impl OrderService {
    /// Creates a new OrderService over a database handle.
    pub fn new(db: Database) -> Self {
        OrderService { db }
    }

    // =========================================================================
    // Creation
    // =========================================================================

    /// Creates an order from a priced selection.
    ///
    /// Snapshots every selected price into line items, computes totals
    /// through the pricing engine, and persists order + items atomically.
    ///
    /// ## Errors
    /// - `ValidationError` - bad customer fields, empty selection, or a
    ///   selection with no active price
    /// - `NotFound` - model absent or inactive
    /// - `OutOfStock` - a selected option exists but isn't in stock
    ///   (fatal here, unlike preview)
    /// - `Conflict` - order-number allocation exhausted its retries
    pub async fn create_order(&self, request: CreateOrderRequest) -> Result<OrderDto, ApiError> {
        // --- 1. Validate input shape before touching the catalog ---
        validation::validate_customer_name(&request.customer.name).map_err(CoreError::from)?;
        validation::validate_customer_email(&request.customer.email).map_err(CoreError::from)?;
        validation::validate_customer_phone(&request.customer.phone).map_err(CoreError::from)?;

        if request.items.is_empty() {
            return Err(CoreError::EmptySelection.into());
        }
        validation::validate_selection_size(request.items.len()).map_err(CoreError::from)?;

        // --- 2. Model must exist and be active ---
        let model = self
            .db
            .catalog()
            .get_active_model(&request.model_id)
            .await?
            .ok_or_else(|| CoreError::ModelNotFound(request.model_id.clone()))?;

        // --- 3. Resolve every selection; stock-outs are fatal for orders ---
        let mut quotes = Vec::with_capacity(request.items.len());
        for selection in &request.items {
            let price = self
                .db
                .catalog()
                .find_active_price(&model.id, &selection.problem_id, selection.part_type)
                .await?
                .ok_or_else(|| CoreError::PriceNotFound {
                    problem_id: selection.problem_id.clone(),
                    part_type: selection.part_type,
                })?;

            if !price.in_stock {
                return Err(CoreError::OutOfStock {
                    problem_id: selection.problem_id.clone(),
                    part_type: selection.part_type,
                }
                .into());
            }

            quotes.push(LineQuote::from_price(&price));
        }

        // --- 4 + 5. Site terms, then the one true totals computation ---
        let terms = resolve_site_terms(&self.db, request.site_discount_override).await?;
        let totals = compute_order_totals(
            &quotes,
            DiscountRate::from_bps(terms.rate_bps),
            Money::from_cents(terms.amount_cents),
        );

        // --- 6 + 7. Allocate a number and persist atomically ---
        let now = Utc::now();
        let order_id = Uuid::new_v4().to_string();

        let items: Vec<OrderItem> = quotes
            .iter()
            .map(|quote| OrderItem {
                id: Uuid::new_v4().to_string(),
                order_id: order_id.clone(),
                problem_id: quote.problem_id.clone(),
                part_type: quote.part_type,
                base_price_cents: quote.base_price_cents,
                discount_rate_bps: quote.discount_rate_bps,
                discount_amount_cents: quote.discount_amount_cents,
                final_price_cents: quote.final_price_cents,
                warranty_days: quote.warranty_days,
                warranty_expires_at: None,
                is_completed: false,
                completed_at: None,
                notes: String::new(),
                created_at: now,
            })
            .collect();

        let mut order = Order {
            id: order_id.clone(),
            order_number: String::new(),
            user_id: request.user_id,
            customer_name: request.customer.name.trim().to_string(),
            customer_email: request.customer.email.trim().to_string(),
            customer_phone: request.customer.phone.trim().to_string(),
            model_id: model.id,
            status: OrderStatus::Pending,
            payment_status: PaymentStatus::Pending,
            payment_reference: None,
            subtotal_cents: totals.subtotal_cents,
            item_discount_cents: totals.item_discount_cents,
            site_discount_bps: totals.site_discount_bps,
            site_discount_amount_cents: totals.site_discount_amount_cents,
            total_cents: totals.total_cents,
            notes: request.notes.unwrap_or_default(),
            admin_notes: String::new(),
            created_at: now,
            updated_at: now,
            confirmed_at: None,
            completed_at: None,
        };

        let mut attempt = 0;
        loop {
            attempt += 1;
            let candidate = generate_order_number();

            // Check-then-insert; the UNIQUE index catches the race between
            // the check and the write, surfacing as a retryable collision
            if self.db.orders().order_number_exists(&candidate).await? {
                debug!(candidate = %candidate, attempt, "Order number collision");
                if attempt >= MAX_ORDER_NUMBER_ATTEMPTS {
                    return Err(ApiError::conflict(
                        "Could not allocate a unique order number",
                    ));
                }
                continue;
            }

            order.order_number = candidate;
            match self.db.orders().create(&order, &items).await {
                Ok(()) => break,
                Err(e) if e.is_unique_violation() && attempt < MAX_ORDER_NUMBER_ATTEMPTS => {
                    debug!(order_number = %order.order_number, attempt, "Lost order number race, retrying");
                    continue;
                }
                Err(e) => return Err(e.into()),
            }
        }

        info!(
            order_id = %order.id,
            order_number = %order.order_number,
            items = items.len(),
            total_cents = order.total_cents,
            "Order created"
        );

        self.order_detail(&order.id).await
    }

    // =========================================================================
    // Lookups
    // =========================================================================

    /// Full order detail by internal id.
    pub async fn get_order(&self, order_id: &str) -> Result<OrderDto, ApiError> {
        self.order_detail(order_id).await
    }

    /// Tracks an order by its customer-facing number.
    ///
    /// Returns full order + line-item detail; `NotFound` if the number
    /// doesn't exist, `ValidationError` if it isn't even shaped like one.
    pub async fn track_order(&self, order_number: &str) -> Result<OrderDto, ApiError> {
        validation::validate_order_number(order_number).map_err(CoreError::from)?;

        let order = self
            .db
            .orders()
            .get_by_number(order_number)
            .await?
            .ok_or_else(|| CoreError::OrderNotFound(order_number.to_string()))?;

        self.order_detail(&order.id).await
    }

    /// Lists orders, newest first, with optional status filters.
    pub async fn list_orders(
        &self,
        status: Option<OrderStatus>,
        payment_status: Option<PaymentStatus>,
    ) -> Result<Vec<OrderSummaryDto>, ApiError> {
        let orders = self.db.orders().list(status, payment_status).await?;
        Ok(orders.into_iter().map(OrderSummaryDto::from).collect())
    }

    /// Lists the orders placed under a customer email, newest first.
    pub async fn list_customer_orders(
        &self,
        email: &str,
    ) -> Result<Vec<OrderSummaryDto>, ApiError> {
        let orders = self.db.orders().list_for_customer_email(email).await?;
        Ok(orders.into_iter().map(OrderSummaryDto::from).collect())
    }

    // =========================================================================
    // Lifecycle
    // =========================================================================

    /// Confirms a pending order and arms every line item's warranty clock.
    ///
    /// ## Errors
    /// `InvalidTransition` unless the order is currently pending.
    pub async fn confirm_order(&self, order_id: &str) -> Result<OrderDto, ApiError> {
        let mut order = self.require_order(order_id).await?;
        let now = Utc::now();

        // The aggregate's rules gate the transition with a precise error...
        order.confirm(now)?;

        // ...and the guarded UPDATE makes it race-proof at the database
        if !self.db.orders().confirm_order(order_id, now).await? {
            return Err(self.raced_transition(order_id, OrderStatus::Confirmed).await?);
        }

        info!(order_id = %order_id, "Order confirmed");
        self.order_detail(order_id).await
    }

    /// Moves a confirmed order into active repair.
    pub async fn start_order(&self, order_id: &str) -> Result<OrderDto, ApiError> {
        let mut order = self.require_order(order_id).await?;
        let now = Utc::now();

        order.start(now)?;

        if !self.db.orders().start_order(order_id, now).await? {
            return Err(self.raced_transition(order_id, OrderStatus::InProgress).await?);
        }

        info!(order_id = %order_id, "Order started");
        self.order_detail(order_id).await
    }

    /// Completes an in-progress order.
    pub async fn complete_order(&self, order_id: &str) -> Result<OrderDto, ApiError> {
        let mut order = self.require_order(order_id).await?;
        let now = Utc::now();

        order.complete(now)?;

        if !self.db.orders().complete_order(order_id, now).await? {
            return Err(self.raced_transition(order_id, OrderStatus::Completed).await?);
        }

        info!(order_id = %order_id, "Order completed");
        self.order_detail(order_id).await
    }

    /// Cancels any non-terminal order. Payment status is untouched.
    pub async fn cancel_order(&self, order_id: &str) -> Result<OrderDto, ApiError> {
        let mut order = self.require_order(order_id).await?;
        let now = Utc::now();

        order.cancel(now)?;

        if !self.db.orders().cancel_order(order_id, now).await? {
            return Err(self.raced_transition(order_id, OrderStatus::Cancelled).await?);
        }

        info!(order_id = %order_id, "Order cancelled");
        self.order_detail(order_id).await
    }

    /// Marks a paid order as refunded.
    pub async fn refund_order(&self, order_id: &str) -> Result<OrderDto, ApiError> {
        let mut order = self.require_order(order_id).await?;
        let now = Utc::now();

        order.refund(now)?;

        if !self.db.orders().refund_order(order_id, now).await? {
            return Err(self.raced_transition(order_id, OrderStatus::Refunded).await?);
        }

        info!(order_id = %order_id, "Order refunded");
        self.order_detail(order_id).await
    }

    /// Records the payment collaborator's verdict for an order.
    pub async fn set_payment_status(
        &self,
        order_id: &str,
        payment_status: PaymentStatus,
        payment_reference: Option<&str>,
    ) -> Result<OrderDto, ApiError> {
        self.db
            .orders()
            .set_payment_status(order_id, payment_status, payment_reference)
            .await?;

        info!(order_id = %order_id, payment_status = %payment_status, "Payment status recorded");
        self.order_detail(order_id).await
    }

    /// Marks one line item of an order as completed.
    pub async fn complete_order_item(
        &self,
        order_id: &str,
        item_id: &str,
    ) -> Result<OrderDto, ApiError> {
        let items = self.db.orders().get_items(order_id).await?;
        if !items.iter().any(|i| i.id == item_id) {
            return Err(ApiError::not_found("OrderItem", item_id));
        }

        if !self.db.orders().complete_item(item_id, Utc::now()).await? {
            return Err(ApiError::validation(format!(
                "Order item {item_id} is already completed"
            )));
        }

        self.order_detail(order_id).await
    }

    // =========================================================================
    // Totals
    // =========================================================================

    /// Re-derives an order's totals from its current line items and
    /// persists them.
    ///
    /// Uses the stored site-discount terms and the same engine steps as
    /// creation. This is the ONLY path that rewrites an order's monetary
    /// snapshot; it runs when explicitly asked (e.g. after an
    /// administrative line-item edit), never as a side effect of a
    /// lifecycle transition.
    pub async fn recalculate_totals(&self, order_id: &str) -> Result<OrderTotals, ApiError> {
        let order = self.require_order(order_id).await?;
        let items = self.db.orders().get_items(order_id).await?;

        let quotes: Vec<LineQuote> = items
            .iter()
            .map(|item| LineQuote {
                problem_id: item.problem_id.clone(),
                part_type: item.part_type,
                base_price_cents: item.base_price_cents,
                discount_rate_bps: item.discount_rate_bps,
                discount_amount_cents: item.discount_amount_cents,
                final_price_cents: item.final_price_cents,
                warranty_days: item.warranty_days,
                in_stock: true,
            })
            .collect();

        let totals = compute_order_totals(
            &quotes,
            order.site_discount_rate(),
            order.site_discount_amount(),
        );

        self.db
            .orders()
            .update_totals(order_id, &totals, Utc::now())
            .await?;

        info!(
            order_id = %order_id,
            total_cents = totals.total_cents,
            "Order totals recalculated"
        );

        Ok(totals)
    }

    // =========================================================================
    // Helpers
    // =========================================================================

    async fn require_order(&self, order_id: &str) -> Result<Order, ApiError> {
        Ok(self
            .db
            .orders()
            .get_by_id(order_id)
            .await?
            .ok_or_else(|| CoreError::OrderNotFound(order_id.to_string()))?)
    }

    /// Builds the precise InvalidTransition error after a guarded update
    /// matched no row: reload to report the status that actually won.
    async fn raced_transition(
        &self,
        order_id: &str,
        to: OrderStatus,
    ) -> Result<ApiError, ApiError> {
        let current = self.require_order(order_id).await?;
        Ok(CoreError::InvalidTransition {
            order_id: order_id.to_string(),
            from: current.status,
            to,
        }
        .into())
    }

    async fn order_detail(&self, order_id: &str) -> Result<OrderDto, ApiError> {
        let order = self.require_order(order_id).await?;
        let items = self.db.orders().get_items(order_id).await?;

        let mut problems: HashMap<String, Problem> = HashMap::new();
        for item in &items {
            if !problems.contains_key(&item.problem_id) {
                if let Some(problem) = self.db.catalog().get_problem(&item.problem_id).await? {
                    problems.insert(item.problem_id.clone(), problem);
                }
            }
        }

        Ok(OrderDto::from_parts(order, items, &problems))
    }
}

━━━━━━━━━━━━━━━━

Task goal
Each line from the top of the entries above through the line containing "--- 1. Validate" must be transcribed exactly, and no other line may appear.

Your solution
impl OrderService {
    /// Creates a new OrderService over a database handle.
    pub fn new(db: Database) -> Self {
        OrderService { db }
    }

    // =========================================================================
    // Creation
    // =========================================================================

    /// Creates an order from a priced selection.
    ///
    /// Snapshots every selected price into line items, computes totals
    /// through the pricing engine, and persists order + items atomically.
    ///
    /// ## Errors
    /// - `ValidationError` - bad customer fields, empty selection, or a
    ///   selection with no active price
    /// - `NotFound` - model absent or inactive
    /// - `OutOfStock` - a selected option exists but isn't in stock
    ///   (fatal here, unlike preview)
    /// - `Conflict` - order-number allocation exhausted its retries
    pub async fn create_order(&self, request: CreateOrderRequest) -> Result<OrderDto, ApiError> {
        // --- 1. Validate input shape before touching the catalog ---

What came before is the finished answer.